The Black Student Union posted on its Instagram account,…we have finally launched our Black student housing that we demanded from President Covino back in November. The Halisi Scholars Black Living Learning Community is intended for the students on our campus that identify as Black/African American. “

Cal State LA says it is not sponsoring a segregated housing community because “This community is open to all students”, but students who identify as African-American are prioritized in selection.

 After Americans have struggled for decades to bring us all together, universities across the country are acquiescing in, even heartily endorsing, racial and ethnic separateness.

When the University of Oregon recruited Bobbie Robinson and Charles Williams as its first black athletes in 1926, they weren’t allowed to live in university dormitories. All students of color were required to rent housing off campus.

It was a long struggle, but universities across the country eventually opened their dormitories to residents of all colors and cultures.
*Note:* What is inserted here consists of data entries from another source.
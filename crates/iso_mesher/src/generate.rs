//! Stage 3: table-driven triangle emission for the cells of active blocks.

use glam::Vec3;
use rayon::prelude::*;

use crate::arena::AtomicArena;
use crate::core::{ActiveBlockList, BlockLayout, TriangleBuffer, VolumeSpec};
use crate::error::Result;
use crate::sampler::VolumeSampler;
use crate::tables::{origin_from_bits, CubeTables, CORNER_OFFSETS};

/// A cell emits at most five triangles.
pub const MAX_CELL_VERTICES: usize = 15;

/// Configuration index: bit `i` set when corner `i` is below `threshold`.
#[inline]
pub fn cube_config(values: &[f32; 8], threshold: f32) -> u8 {
    let mut config = 0u8;
    for (i, &v) in values.iter().enumerate() {
        if v < threshold {
            config |= 1 << i;
        }
    }
    config
}

/// Corner samples of the cell whose lower corner is `cell`.
#[inline]
pub fn corner_values(sampler: &VolumeSampler<'_>, cell: [u32; 3]) -> [f32; 8] {
    CORNER_OFFSETS.map(|o| {
        sampler.sample(
            (cell[0] + o[0]) as i64,
            (cell[1] + o[1]) as i64,
            (cell[2] + o[2]) as i64,
        )
    })
}

/// Threshold crossing on one edge, in grid coordinates.
///
/// Equal end values fall back to the edge midpoint.
#[inline]
pub fn interpolate_edge(cell: [u32; 3], values: &[f32; 8], edge: &[u32; 4], threshold: f32) -> Vec3 {
    let va = values[edge[0] as usize];
    let vb = values[edge[1] as usize];
    let denom = vb - va;
    let t = if denom == 0.0 {
        0.5
    } else {
        ((threshold - va) / denom).clamp(0.0, 1.0)
    };
    let o = origin_from_bits(edge[3]);
    let origin = Vec3::new(
        (cell[0] + o[0]) as f32,
        (cell[1] + o[1]) as f32,
        (cell[2] + o[2]) as f32,
    );
    let mut p = origin;
    p[edge[2] as usize] += t;
    p
}

/// Triangulates one cell into `out` (grid coordinates) and returns the
/// number of vertices written, a multiple of three.
pub fn polygonise_cell(
    cell: [u32; 3],
    values: &[f32; 8],
    threshold: f32,
    tables: &CubeTables,
    out: &mut [Vec3; MAX_CELL_VERTICES],
) -> usize {
    let config = cube_config(values, threshold);
    let mask = tables.edge_masks[config as usize];
    if mask == 0 {
        return 0;
    }

    let mut points = [Vec3::ZERO; 12];
    for (e, edge) in tables.edges.iter().enumerate() {
        if mask & (1 << e) != 0 {
            points[e] = interpolate_edge(cell, values, edge, threshold);
        }
    }

    let edges = tables.triangle_edges(config);
    for (slot, &e) in out.iter_mut().zip(edges) {
        *slot = points[e as usize];
    }
    edges.len()
}

#[derive(Debug, Clone, Default)]
pub struct GeneratedTriangles {
    pub triangles: TriangleBuffer,
    pub cells_processed: u64,
    pub regrown: bool,
}

/// Emits the triangles of every cell of every active block.
///
/// Each cell claims its exact vertex count from a shared [`AtomicArena`] of
/// `capacity` vertices. If the claims overrun the arena the pass is repeated
/// once with the exact demand, so the result is never truncated.
pub fn generate_triangles(
    sampler: &VolumeSampler<'_>,
    tables: &CubeTables,
    spec: &VolumeSpec,
    layout: &BlockLayout,
    active: &ActiveBlockList,
    threshold: f32,
    capacity: usize,
) -> Result<GeneratedTriangles> {
    if active.is_empty() {
        return Ok(GeneratedTriangles::default());
    }

    let arena = AtomicArena::with_capacity(capacity)?;
    let cells_processed = emit_pass(sampler, tables, spec, layout, active, threshold, &arena);
    if !arena.overflowed() {
        return Ok(GeneratedTriangles {
            triangles: TriangleBuffer {
                positions: arena.into_positions().unwrap_or_default(),
            },
            cells_processed,
            regrown: false,
        });
    }

    let demanded = arena.demanded();
    log::warn!(
        "vertex arena overflow: capacity {} < demand {}, regenerating",
        capacity,
        demanded
    );
    let arena = AtomicArena::with_capacity(demanded)?;
    emit_pass(sampler, tables, spec, layout, active, threshold, &arena);
    Ok(GeneratedTriangles {
        triangles: TriangleBuffer {
            positions: arena.into_positions().unwrap_or_default(),
        },
        cells_processed,
        regrown: true,
    })
}

fn emit_pass(
    sampler: &VolumeSampler<'_>,
    tables: &CubeTables,
    spec: &VolumeSpec,
    layout: &BlockLayout,
    active: &ActiveBlockList,
    threshold: f32,
    arena: &AtomicArena,
) -> u64 {
    let dims = spec.dims;
    let [bx, by, _] = layout.block_dims;
    let cells_per_block = layout.cells_per_block();

    active
        .indices
        .par_iter()
        .map(|&block| {
            let origin = layout.block_origin(block);
            let mut verts = [Vec3::ZERO; MAX_CELL_VERTICES];
            let mut processed = 0u64;
            for linear in 0..cells_per_block {
                let cell = [
                    origin[0] + linear % bx,
                    origin[1] + (linear / bx) % by,
                    origin[2] + linear / (bx * by),
                ];
                if cell[0] + 1 >= dims[0] || cell[1] + 1 >= dims[1] || cell[2] + 1 >= dims[2] {
                    continue;
                }
                processed += 1;

                let values = corner_values(sampler, cell);
                let n = polygonise_cell(cell, &values, threshold, tables, &mut verts);
                if n == 0 {
                    continue;
                }
                for v in &mut verts[..n] {
                    *v = spec.grid_to_world(*v);
                }
                arena.push(&verts[..n]);
            }
            processed
        })
        .sum()
}

#[cfg(test)]
mod tests {
    use super::*;
    use crate::tables::EDGE_TABLE;
    use rand::{Rng, SeedableRng};

    #[test]
    fn uniform_cells_emit_nothing() {
        let tables = CubeTables::standard();
        let mut out = [Vec3::ZERO; MAX_CELL_VERTICES];
        assert_eq!(polygonise_cell([0, 0, 0], &[0.0; 8], 0.5, tables, &mut out), 0);
        assert_eq!(polygonise_cell([0, 0, 0], &[1.0; 8], 0.5, tables, &mut out), 0);
    }

    #[test]
    fn single_hot_corner_is_one_triangle() {
        let tables = CubeTables::standard();
        let mut values = [0.0; 8];
        values[0] = 1.0;
        let mut out = [Vec3::ZERO; MAX_CELL_VERTICES];
        let n = polygonise_cell([2, 3, 4], &values, 0.5, tables, &mut out);
        assert_eq!(n, 3);
        let mut got: Vec<[f32; 3]> = out[..3].iter().map(|v| v.to_array()).collect();
        got.sort_by(|a, b| a.partial_cmp(b).expect("finite"));
        assert_eq!(got, vec![[2.0, 3.0, 4.5], [2.0, 3.5, 4.0], [2.5, 3.0, 4.0]]);
    }

    #[test]
    fn vertices_stay_inside_their_cell() {
        let tables = CubeTables::standard();
        let mut rng = rand::rngs::StdRng::seed_from_u64(11);
        let mut out = [Vec3::ZERO; MAX_CELL_VERTICES];
        let cell = [5u32, 1, 9];
        let lo = Vec3::new(5.0, 1.0, 9.0);
        let hi = lo + Vec3::ONE;
        for _ in 0..5000 {
            let values: [f32; 8] = std::array::from_fn(|_| rng.gen_range(-1.0..1.0));
            let threshold = rng.gen_range(-0.5..0.5);
            let n = polygonise_cell(cell, &values, threshold, tables, &mut out);
            assert_eq!(n % 3, 0);
            for v in &out[..n] {
                assert!(v.cmpge(lo).all() && v.cmple(hi).all(), "{v:?} outside cell");
            }
        }
    }

    #[test]
    fn degenerate_edge_uses_midpoint() {
        let values = [2.0; 8];
        let p = interpolate_edge([0, 0, 0], &values, &EDGE_TABLE[9], 2.0);
        assert_eq!(p, Vec3::new(1.0, 0.0, 0.5));
    }

    #[test]
    fn shared_edge_is_bit_identical_from_both_cells() {
        // Edge between voxels (1,1,0) and (1,1,1): edge 10 of cell (0,0,0)
        // and edge 11 of cell (1,0,0).
        let mut rng = rand::rngs::StdRng::seed_from_u64(5);
        let a: f32 = rng.gen_range(-1.0..0.0);
        let b: f32 = rng.gen_range(0.0..1.0);
        let mut left = [0.0; 8];
        left[2] = a;
        left[6] = b;
        let mut right = [0.0; 8];
        right[3] = a;
        right[7] = b;
        let p = interpolate_edge([0, 0, 0], &left, &EDGE_TABLE[10], 0.0);
        let q = interpolate_edge([1, 0, 0], &right, &EDGE_TABLE[11], 0.0);
        assert_eq!(p.to_array().map(f32::to_bits), q.to_array().map(f32::to_bits));
    }
}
How ironic that many universities have now turned back the clock by establishing separate housing by race, ethnicity, sexual orientation and more.

It’s all being done under the guise of building cultural bonds, uniting people with shared values and strengthening identities.

At Brown University in Rhode Island there’s Hispanic House and Harambee House, which is “…focused on perpetuating a sense of community, academic excellence, and leadership for all people of African descent.”

Harambee is Swahili for ” pulling or working together.” But self-segregation isn’t pulling people together; it’s pushing them apart, capitulating to pressure and reinforcing separatism.

Some academics, perhaps eager for student approval, argue that faculty support for self-segregation is a good thing because it stimulates bonding. “We teachers have an opportunity to stand in solidarity with our students who call for programmed houses on the basis of politicized racial identities,” wrote Amie A. Macdonald, a professor at John Jay College of Criminal Justice/CUNY.

“…anyone concerned with the long-range goal of securing broad-based freedom and autonomy should be committed to the continued existence of racially defined communities on the grounds that different racial identities provide people with different experiences of the world,” Macdonald said. “The preservation of racially defined communities of meaning secures the continued diversity of interpretations of the social world, thereby providing a richer array of know/edges from which to construct social, political, aesthetic, spiritual, and scientific accounts of our experience.”

Except for the fact this is very professorial, it sounds suspiciously like something Alabama Governor George C. Wallace would have said in less flowery language to affirm “segregation today . . . segregation tomorrow . . . segregation forever.”